“Saya sekali lagi juga prihatin, Ke mana pakar-pakar komunikasi sekarang ini? Mengapa mereka mirip-mirip Pakar IT yang ‘bungkam seribu bahasa’. Jangan sampai Komunitas suudzon Bersama melihat Kebugaran bisunya mereka dan menduga-menduga ada hal yang negatif. Bangsa ini lagi jeblok indeks demokrasinya sampai Ke titik nadir, kalau media juga sudah dibungkam Sebagai tidak lagi bisa menayangkan jurnalisme investigatif, mau dibawa Ke mana Indonesia (C)emas 2045,” ujar Roy Di keterangannya, Rabu (15/5/2024).
Lantas, dia menyampaikan bahwa RUU Penyiaran mencuat dan menjadi kontroversial Sebagai beberapa aturan disebut telah membatasi Justru melarang jenis jurnalisme investigatif.
Padahal, menurutnya pembuatan RUU adalah Sebagai antisipasi Di munculnya Ilmu Pengetahuan Terbaru yang belum diatur Bersama Perundang-Undangan Sebelumnya. Misalnya Yang Berhubungan Bersama Bersama penyiaran digital, khususnya layanan OTT (Over The Top), UGC (User Generated Content), Justru AI (Kecerdasan Buatan) yang kini mulai marak.
“Akan Tetapi kalau dibuat justru Sebagai menghambat kehidupan media yang sudah berjalan benar sebagai “The fourth pillar of democrazy” bersanding Bersama kekuatan eksekutif, legislatif, dan yudikatif, hal tersebut menjadi salah dan patut Diperjuangkan ada apa Di baliknya,” tandasnya.
Dia menilai kalaupun revisi harus dilakukan Lantaran adanya perubahan bentuk atau lembaga penyiaran, misalnya Penggabungan Lembaga Penyiaran Publik (LPP) RRI dan TVRI (menjadi RTRI) Di Pasal 15A (1).
Akan Tetapi Yang Berhubungan Bersama Bersama jurnalistik investigasi, mendadak RUU ini memuat Pasal 50 B ayat 2 huruf (c) yang melarang media menayangkan siaran ekslusif jurnalistik investigasi.

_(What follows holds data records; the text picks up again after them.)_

//! Fixed rule factories and default messages
//!
//! Every factory returns a fresh [`Rule`]; the regexes behind the fixed
//! kinds are compiled once and cloned into each descriptor (a `Regex` clone
//! is a cheap handle, not a recompile).

use lazy_static::lazy_static;
use regex::Regex;

use super::types::{Check, Rule, RuleKind};

lazy_static! {
    static ref DIGIT_PATTERN: Regex = Regex::new(r"[0-9]").expect("hardcoded pattern");
    static ref SYMBOL_PATTERN: Regex = Regex::new(r"[^a-zA-Z0-9\s]").expect("hardcoded pattern");
    static ref UPPERCASE_PATTERN: Regex = Regex::new(r"[A-Z]").expect("hardcoded pattern");
    static ref LOWERCASE_PATTERN: Regex = Regex::new(r"[a-z]").expect("hardcoded pattern");
    static ref EMAIL_PATTERN: Regex =
        Regex::new(r"^[^\s@]+@[^\s@]+\.[^\s@]+$").expect("hardcoded pattern");
}

/// At least one digit.
pub fn digit() -> Rule {
    Rule::new(
        RuleKind::Digit,
        Check::Pattern(DIGIT_PATTERN.clone()),
        "must contain at least one digit",
    )
}

/// At least one symbol (anything outside alphanumerics and whitespace).
pub fn symbol() -> Rule {
    Rule::new(
        RuleKind::Symbol,
        Check::Pattern(SYMBOL_PATTERN.clone()),
        "must contain at least one symbol",
    )
}

/// At least one uppercase letter.
pub fn uppercase() -> Rule {
    Rule::new(
        RuleKind::Uppercase,
        Check::Pattern(UPPERCASE_PATTERN.clone()),
        "must contain at least one uppercase letter",
    )
}

/// At least one lowercase letter.
pub fn lowercase() -> Rule {
    Rule::new(
        RuleKind::Lowercase,
        Check::Pattern(LOWERCASE_PATTERN.clone()),
        "must contain at least one lowercase letter",
    )
}

/// Simple `local@domain.tld` email shape.
pub fn email() -> Rule {
    Rule::new(
        RuleKind::Email,
        Check::Pattern(EMAIL_PATTERN.clone()),
        "must be a valid email address",
    )
}

/// Character count at least `n`.
pub fn min_length(n: usize) -> Rule {
    Rule::new(
        RuleKind::Minimum,
        Check::MinLength(n),
        format!("must be at least {} characters long", n),
    )
}

/// Character count at most `n`.
pub fn max_length(n: usize) -> Rule {
    Rule::new(
        RuleKind::Maximum,
        Check::MaxLength(n),
        format!("must be at most {} characters long", n),
    )
}

/// Equality with the named sibling field.
pub fn equals(property: &str) -> Rule {
    Rule::new(
        RuleKind::Match,
        Check::Equals,
        format!("must match {}", property),
    )
}

/// Default message for a required field left empty.
pub fn required_error() -> &'static str {
    "is required"
}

Tak hanya itu, RUU ini juga disisipkan Pasal 42 ayat (2) yang mengatur soal penyelesaian sengketa pers Di Komisi Penyiaran Indonesia (KPI). Hal ini jelas tumpang tindih Bersama Perundang-Undangan Pers Nomor 40 Tahun 1999 yang menyebut bahwa sengketa pers seharusnya diselesaikan Bersama Dewan Pers.
Adapun dia merinci secara lebih pasal-pasal RUU Penyiaran (berdasar bukti versi 27/03/2024) yang kontroversial yaitu sebagai berikut:
1. Pasal 42 ayat (2) (tumpang tindih Bersama Perundang-Undangan Pers No 40/1999) Lantaran Di RUU ini berbunyi “Penyelesaian sengketa Yang Berhubungan Bersama Bersama kegiatan jurnalistik Penyiaran dilakukan Bersama KPI sesuai Bersama Syarat peraturan perundang-undangan.”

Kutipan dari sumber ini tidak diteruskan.